It’s a clear, dark, beautiful night.  The seeing is off the charts and the transparency is even better than normal. And so far the scope you’re using has failed to split about half the double stars on your list.

Is it the optics?  Maybe.  But it could also be the focuser.

One of the most over-looked items of essential astronomy equipment — and to me one of the most critical — is a good focuser.  Too much tension on the gears is an obvious problem — you can feel it every time you turn the focus knob.   Every bit as frustrating — and worse because it tends to go unnoticed — is poor gearing.

If your focuser is geared improperly — as in too fast — you won’t be able to make the very minor adjustments in focus which are required to pull faint secondaries out of the glare of bright primaries, or split very close doubles.  What happens is that when you turn the focus knob a slight amount, the gearing is so inadequate that the focuser moves right past the zone of critical focus.  And more than likely you won’t even realize it’s happening.

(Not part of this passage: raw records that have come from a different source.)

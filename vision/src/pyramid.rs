use image::{GrayImage, Luma};

/// 金字塔最多向下缩小的层数，每层边长减半。
pub(crate) const MAX_LEVEL: usize = 2;

/// 按 2×2 块取平均缩小一半，奇数尺寸的最后一行/列丢弃。
pub(crate) fn halve(luma: &GrayImage) -> GrayImage {
    let (w, h) = luma.dimensions();
    let raw = luma.as_raw();
    let stride = w as usize;
    GrayImage::from_fn(w / 2, h / 2, |x, y| {
        let top = 2 * y as usize * stride + 2 * x as usize;
        let bottom = top + stride;
        let sum = u32::from(raw[top])
            + u32::from(raw[top + 1])
            + u32::from(raw[bottom])
            + u32::from(raw[bottom + 1]);
        Luma([((sum + 2) / 4) as u8])
    })
}

/// 连续缩小 `level` 次。
pub(crate) fn shrink(luma: &GrayImage, level: usize) -> GrayImage {
    let mut out = luma.clone();
    for _ in 0..level {
        out = halve(&out);
    }
    out
}
use crate::{VisionError, VisionResult, pyramid};
use image::{DynamicImage, GrayImage};
use std::path::Path;

/// 粗搜层模板短边至少保留的像素数；更小的模板只做原分辨率匹配。
const MIN_COARSE_SIDE: u32 = 6;

/// 单一分辨率下的模板像素及其去均值统计量。
#[derive(Debug, Clone)]
pub(crate) struct Patch {
    luma: GrayImage,
    deviations: Vec<f64>,
    mean: f64,
    norm: f64,
}

impl Patch {
    fn new(luma: GrayImage) -> Self {
        let n = f64::from(luma.width()) * f64::from(luma.height());
        let mean = luma.as_raw().iter().map(|&p| f64::from(p)).sum::<f64>() / n;
        let deviations: Vec<f64> = luma.as_raw().iter().map(|&p| f64::from(p) - mean).collect();
        let norm = deviations.iter().map(|d| d * d).sum::<f64>().sqrt();
        Self {
            luma,
            deviations,
            mean,
            norm,
        }
    }

    pub(crate) fn dimensions(&self) -> (u32, u32) {
        self.luma.dimensions()
    }

    pub(crate) fn pixel_count(&self) -> f64 {
        f64::from(self.luma.width()) * f64::from(self.luma.height())
    }

    pub(crate) fn deviations(&self) -> &[f64] {
        &self.deviations
    }

    pub(crate) fn mean(&self) -> f64 {
        self.mean
    }

    pub(crate) fn norm(&self) -> f64 {
        self.norm
    }

    /// 纯色模板没有可供相关的纹理。
    pub(crate) fn is_flat(&self) -> bool {
        self.norm < 1e-6
    }
}

/// 预处理好的参考图片，可反复与多张截图匹配。
///
/// 去均值偏差与范数只计算一次。足够大且有纹理的模板额外保存一份缩小后的
/// 版本，供在截图金字塔的对应层上粗搜。
#[derive(Debug, Clone)]
pub struct Template {
    full: Patch,
    coarse: Option<(usize, Patch)>,
}

impl Template {
    /// 从磁盘加载，支持 `image` 能解码的任意格式。
    pub fn open(path: impl AsRef<Path>) -> VisionResult<Self> {
        let path = path.as_ref();
        let image = image::open(path).map_err(|source| VisionError::TemplateLoad {
            path: path.to_path_buf(),
            source,
        })?;
        Self::from_image(&image)
    }

    pub fn from_image(image: &DynamicImage) -> VisionResult<Self> {
        Self::from_luma(image.to_luma8())
    }

    pub fn from_luma(luma: GrayImage) -> VisionResult<Self> {
        let (w, h) = luma.dimensions();
        if w == 0 || h == 0 {
            return Err(VisionError::EmptyTemplate);
        }
        let full = Patch::new(luma);
        let coarse = coarse_patch(&full);
        Ok(Self { full, coarse })
    }

    pub fn width(&self) -> u32 {
        self.full.luma.width()
    }

    pub fn height(&self) -> u32 {
        self.full.luma.height()
    }

    pub fn dimensions(&self) -> (u32, u32) {
        self.full.dimensions()
    }

    pub(crate) fn full(&self) -> &Patch {
        &self.full
    }

    /// 粗搜所用的金字塔层号及该层的模板。
    pub(crate) fn coarse(&self) -> Option<(usize, &Patch)> {
        self.coarse.as_ref().map(|(level, patch)| (*level, patch))
    }
}

fn coarse_patch(full: &Patch) -> Option<(usize, Patch)> {
    if full.is_flat() {
        return None;
    }
    let (w, h) = full.dimensions();
    let short = w.min(h);
    let level = (1..=pyramid::MAX_LEVEL)
        .rev()
        .find(|&level| short >> level >= MIN_COARSE_SIDE)?;
    let patch = Patch::new(pyramid::shrink(&full.luma, level));
    (!patch.is_flat()).then_some((level, patch))
}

I’ll give you an example.  I have a C102 — a 102mm Celestron achromatic refractor — that was performing abysmally on double stars.  It seemed like about seventy-five percent of the time it couldn’t split two stars if they were at opposite edges of a wide-field eyepiece.  I had just about decided the optics were to blame — except that every now and then it would surprise me and split a difficult double.  After a couple of nights of that, I realized the problem was in the focuser gearing.  Just by pure luck, I would occasionally land on the critical focus, and it would seem like the scope was performing beyond it’s 102mm limits.  But if I de-focused and then attempted to focus once more — or swapped eyepieces — it was usually impossible to find that perfect focus again.  The focuser would move right past the critical point so quickly my eyes couldn’t detect it.

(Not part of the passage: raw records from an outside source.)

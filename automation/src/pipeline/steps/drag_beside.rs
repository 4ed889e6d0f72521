use super::Step;
use crate::{pattern::Pattern, pipeline::RunCtx};

/// 拖动位于 `anchor` 右侧的 `handle`（例如下拉列表旁的滚动条）。
pub struct DragBeside {
    pub anchor: Pattern,
    pub handle: Pattern,
    pub label: String,
}

impl DragBeside {
    pub fn new(anchor: Pattern, handle: Pattern, label: impl Into<String>) -> Self {
        Self {
            anchor,
            handle,
            label: label.into(),
        }
    }
}

impl Step for DragBeside {
    fn run(&self, ctx: &mut RunCtx<'_>) -> bool {
        ctx.execute_drag(&self.anchor, &self.handle, &self.label)
    }

    fn label(&self) -> &str {
        &self.label
    }
}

So how did I cure it?  First, I tried changing the focuser tension by adjusting the four screws on the metal tension plate that pins the focuser to the gears.  If you try that, loosen all four screws and then re-tighten them in an X pattern — top left, bottom right, top right, bottom left — just to the point where they become snug.  Then rack the focuser in and out a few times and check the screws once more.  One or two will probably be loose, and the others will likely be very tight.  Take the pressure off the tight ones by loosening them again and then adjust them so they’re snug once more — then tighten the loose ones until they’re also snug once again.  Repeat that process several times until the screws remain snug — if nothing else, you’ll at least have a focuser that turns more smoothly.

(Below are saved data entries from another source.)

mod support;

use automation::{
    FailurePolicy, SessionDriver, SessionError, SessionReport,
    pipeline::{
        NOT_FOUND_NOTICE,
        gimp::{GimpPatterns, cleanup_pipeline, export_pipeline},
    },
};
use pretty_assertions::assert_eq;
use std::path::PathBuf;
use support::{Action, Harness, ScriptedOpener};
use vision::Region;

fn gimp_screen(h: &mut Harness, p: &GimpPatterns) {
    let rows = [
        &p.file_menu,
        &p.export_as,
        &p.parent_folder,
        &p.output_folder,
        &p.file_type_toggle,
        &p.png_entry,
        &p.export_button,
        &p.quit,
    ];
    for (i, pattern) in rows.into_iter().enumerate() {
        h.oracle.show(pattern, Region::new(10, 40 * i as i32, 30, 20));
    }
    h.oracle.show(&p.file_type_list, Region::new(400, 600, 200, 150));
    h.oracle.show(&p.file_type_scrollbar, Region::new(610, 610, 12, 40));
}

fn inputs(names: &[&str]) -> Vec<PathBuf> {
    names
        .iter()
        .map(|n| PathBuf::from("/pictures/Input").join(n))
        .collect()
}

fn is_step_line(line: &str) -> bool {
    line.starts_with("\t ")
}

#[test]
fn three_files_all_exported() {
    let patterns = GimpPatterns::in_dir("images");
    let (convert, cleanup) = (export_pipeline(&patterns), cleanup_pipeline(&patterns));
    let mut h = Harness::default();
    gimp_screen(&mut h, &patterns);
    let mut opener = ScriptedOpener::default();
    let files = inputs(&["a.psd", "b.psd", "c.psd"]);

    let report = h
        .with_ctx(|ctx| SessionDriver::new(&mut opener, &convert, &cleanup).run(ctx, &files))
        .expect("no open failures");

    assert_eq!(
        report,
        SessionReport {
            exported: vec!["a.psd".into(), "b.psd".into(), "c.psd".into()],
            failed: vec![],
        }
    );
    assert_eq!(opener.opened, vec!["a.psd", "b.psd", "c.psd"]);

    let lines = h.stdout.lines();
    let summaries: Vec<&String> = lines.iter().filter(|l| !is_step_line(l)).collect();
    assert_eq!(
        summaries,
        vec![
            "Opened a.psd",
            "Exported a.psd",
            "Opened b.psd",
            "Exported b.psd",
            "Opened c.psd",
            "Exported c.psd",
        ]
    );
    // 每个文件 9 步，最后是 2 步清理。
    let per_file: Vec<usize> = lines
        .split(|l| l.starts_with("Exported"))
        .map(|chunk| chunk.iter().filter(|l| is_step_line(l)).count())
        .collect();
    assert_eq!(per_file, vec![9, 9, 9, 2]);
    assert_eq!(h.actuator.actions.len(), 3 * 9 + 2);
    assert_eq!(h.stderr.text(), "");
}

#[test]
fn no_files_still_runs_cleanup_once() {
    let patterns = GimpPatterns::in_dir("images");
    let (convert, cleanup) = (export_pipeline(&patterns), cleanup_pipeline(&patterns));
    let mut h = Harness::default();
    gimp_screen(&mut h, &patterns);
    let mut opener = ScriptedOpener::default();

    let report = h
        .with_ctx(|ctx| SessionDriver::new(&mut opener, &convert, &cleanup).run(ctx, &[]))
        .expect("nothing to open");

    assert_eq!(report, SessionReport::default());
    assert_eq!(h.oracle.queried(), vec!["file_menu", "quit"]);
    assert_eq!(
        h.stdout.lines(),
        vec!["\t Clicked file drop down.", "\t Clicked to close GIMP."]
    );
}

#[test]
fn cleanup_tries_every_step_under_abort_policy() {
    let patterns = GimpPatterns::in_dir("images");
    let (convert, cleanup) = (export_pipeline(&patterns), cleanup_pipeline(&patterns));
    let mut h = Harness::default();
    h.config.on_step_failure = FailurePolicy::AbortFile;
    h.oracle.show(&patterns.quit, Region::new(10, 40, 30, 20));
    let mut opener = ScriptedOpener::default();

    let report = h
        .with_ctx(|ctx| SessionDriver::new(&mut opener, &convert, &cleanup).run(ctx, &[]))
        .expect("nothing to open");

    assert_eq!(report, SessionReport::default());
    assert_eq!(h.oracle.queried(), vec!["file_menu", "quit"]);
    assert_eq!(h.stdout.lines(), vec!["\t Clicked to close GIMP."]);
    assert_eq!(h.stderr.lines(), vec![NOT_FOUND_NOTICE]);
}

#[test]
fn open_failure_stops_everything_without_cleanup() {
    let patterns = GimpPatterns::in_dir("images");
    let (convert, cleanup) = (export_pipeline(&patterns), cleanup_pipeline(&patterns));
    let mut h = Harness::default();
    gimp_screen(&mut h, &patterns);
    let mut opener = ScriptedOpener::default();
    opener.refuse("b.psd");
    let files = inputs(&["a.psd", "b.psd", "c.psd"]);

    let err = h
        .with_ctx(|ctx| SessionDriver::new(&mut opener, &convert, &cleanup).run(ctx, &files))
        .unwrap_err();

    assert!(matches!(&err, SessionError::Open { path, .. } if path.ends_with("b.psd")));
    assert_eq!(opener.opened, vec!["a.psd", "b.psd"]);
    assert_eq!(h.actuator.actions.len(), 9);
    assert!(
        !h.oracle.queried().contains(&"quit"),
        "cleanup must not run after an open failure"
    );
    assert_eq!(
        h.stderr.lines(),
        vec![
            "Cannot open file of the name b.psd with default application.",
            "Exiting program.",
        ]
    );
    assert!(!h.stdout.text().contains("Opened b.psd"));
}

#[test]
fn failing_first_file_does_not_taint_the_next() {
    let patterns = GimpPatterns::in_dir("images");
    let (convert, cleanup) = (export_pipeline(&patterns), cleanup_pipeline(&patterns));
    let mut h = Harness::default();
    gimp_screen(&mut h, &patterns);
    h.oracle.miss_next(&patterns.png_entry, 1);
    let mut opener = ScriptedOpener::default();
    let files = inputs(&["a.psd", "b.psd"]);

    let report = h
        .with_ctx(|ctx| SessionDriver::new(&mut opener, &convert, &cleanup).run(ctx, &files))
        .expect("no open failures");

    assert_eq!(report.failed, vec!["a.psd".to_string()]);
    assert_eq!(report.exported, vec!["b.psd".to_string()]);
    assert!(h.stdout.lines().contains(&"Failed with a.psd".to_string()));
    assert_eq!(h.stderr.lines(), vec![NOT_FOUND_NOTICE]);
    // 失败文件的剩余步骤仍然执行了。
    assert_eq!(
        h.actuator
            .actions
            .iter()
            .filter(|a| matches!(a, Action::Click { pattern, .. } if pattern == "export_button"))
            .count(),
        4
    );
}
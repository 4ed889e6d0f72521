use anyhow::Result;
use automation::{
    Console, Pattern, ScreenOracle,
    desktop::{DesktopActuator, DesktopCapture},
    hello::{self, DEFAULT_PATTERN},
    logging,
};
use clap::Parser;
use std::{path::PathBuf, process::ExitCode, time::Duration};

/// 最小示例：找到图案就点一下。
#[derive(Parser, Debug)]
#[command(name = "hello-pattern", version, about = "查找屏幕上的一个图案并单击")]
struct Args {
    /// 参考图片路径
    #[arg(long, default_value = DEFAULT_PATTERN)]
    pattern: PathBuf,

    /// 最低相似度（0.0–1.0）
    #[arg(long, default_value_t = 0.8)]
    similarity: f64,

    /// 最多等待的秒数
    #[arg(long, default_value_t = 5)]
    timeout: u64,
}

fn main() -> ExitCode {
    logging::init();
    match run(Args::parse()) {
        Ok(code) => code,
        Err(err) => {
            eprintln!("Error: {err:#}");
            ExitCode::FAILURE
        }
    }
}

fn run(args: Args) -> Result<ExitCode> {
    anyhow::ensure!(
        (0.0..=1.0).contains(&args.similarity),
        "相似度必须位于 0.0–1.0 之间"
    );
    let mut oracle = ScreenOracle::new(DesktopCapture::primary()?, Duration::from_millis(200));
    let mut actuator = DesktopActuator::new(Duration::from_millis(60))?;
    let mut console = Console::stdio();

    let outcome = hello::find_and_click(
        &mut oracle,
        &mut actuator,
        &mut console,
        &Pattern::new(args.pattern),
        args.similarity,
        Duration::from_secs(args.timeout),
    );
    Ok(outcome.exit_code())
}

For a variety of reasons that doesn’t always work.  It worked well on an Orion 90mm refractor — but I had no luck at all with it on the C102.  So I took a deep breath, ordered a two-speed focuser that cost more than the scope, installed it — and found it transformed a poor scope into an excellent one.  Since then, I’ve used that scope to pry more than a few faint secondaries out of the glare of much brighter primaries.  Take a look at the posts on OΣ 111 in Orion and Propus in Gemini as examples.

Over the years, I’ve used several achromatic refractors, and almost every single one of them had poorly geared focusers.  That list includes Meade’s AR-5 and AR-6, and Celestron’s C102 and C6R.  I ended up installing two-speed focusers on all four of those scopes.  Without exception, everyone of them became an absolute joy to use when the new focuser was installed.

The beauty of a two-speed focuser — or even a very well geared single speed focuser (Astro-Physics has an outstanding one) — lies in its ability to achieve a critically perfect focus.  Astro-photographers are very familiar with critical focus, but I suspect a lot of visual observers don’t realize how critical “critical” is.  But if you want to coax that last possible photon out of your scope, you’ll be a whole lot more successful a whole lot more often with a top quality focuser.

To literally “see” what I mean, try this on a dark, moonless night, assuming you have a two-speed focuser, or a very good single speed model.  Point your telescope at a star field that is reasonably dense — not the heart of the Milky Way, and not one with a first magnitude star in the field.  A good one to use is the open cluster Steph 1, which surrounds Delta (δ) Lyrae, but almost any field will show something similar to what follows.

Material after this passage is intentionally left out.